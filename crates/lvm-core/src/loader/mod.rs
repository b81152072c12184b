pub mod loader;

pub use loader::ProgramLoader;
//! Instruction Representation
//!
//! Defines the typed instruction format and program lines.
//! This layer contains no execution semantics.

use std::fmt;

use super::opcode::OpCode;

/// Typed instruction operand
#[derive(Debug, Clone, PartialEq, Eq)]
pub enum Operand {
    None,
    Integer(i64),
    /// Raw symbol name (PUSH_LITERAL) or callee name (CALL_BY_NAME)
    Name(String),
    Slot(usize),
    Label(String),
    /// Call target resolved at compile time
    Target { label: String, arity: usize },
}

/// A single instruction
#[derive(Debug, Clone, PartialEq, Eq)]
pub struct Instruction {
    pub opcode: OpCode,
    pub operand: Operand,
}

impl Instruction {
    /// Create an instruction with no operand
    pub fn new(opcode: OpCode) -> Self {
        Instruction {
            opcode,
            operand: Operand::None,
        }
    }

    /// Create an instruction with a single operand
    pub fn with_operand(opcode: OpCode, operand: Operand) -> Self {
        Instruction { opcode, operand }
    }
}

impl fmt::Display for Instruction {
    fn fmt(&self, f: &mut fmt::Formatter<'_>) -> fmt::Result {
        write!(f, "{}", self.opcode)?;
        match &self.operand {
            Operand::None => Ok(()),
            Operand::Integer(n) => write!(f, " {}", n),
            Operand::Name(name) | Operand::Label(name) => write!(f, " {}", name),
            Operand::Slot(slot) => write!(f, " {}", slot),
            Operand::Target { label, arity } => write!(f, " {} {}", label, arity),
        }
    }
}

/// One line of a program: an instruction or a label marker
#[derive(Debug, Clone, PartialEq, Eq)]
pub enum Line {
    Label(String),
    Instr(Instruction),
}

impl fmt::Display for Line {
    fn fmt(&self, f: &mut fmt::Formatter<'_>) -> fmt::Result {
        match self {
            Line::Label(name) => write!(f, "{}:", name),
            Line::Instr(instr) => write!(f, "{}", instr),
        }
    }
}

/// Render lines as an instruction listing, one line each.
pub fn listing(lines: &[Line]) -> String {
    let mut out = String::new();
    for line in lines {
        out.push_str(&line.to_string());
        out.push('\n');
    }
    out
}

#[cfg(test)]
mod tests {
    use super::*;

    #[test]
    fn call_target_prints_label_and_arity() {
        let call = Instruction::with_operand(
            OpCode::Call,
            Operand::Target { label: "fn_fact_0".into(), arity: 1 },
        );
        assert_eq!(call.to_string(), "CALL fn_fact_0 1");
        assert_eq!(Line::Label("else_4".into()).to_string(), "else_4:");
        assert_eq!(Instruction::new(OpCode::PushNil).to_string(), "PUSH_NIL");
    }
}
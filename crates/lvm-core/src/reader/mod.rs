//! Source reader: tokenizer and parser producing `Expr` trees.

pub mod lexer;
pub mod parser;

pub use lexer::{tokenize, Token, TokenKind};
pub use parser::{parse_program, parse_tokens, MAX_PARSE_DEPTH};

☆ ☆ ☆

Which lines of the data include the word "impl"? Copy each one.

_Solution to this task:_
impl Instruction {
impl fmt::Display for Instruction {
impl fmt::Display for Line {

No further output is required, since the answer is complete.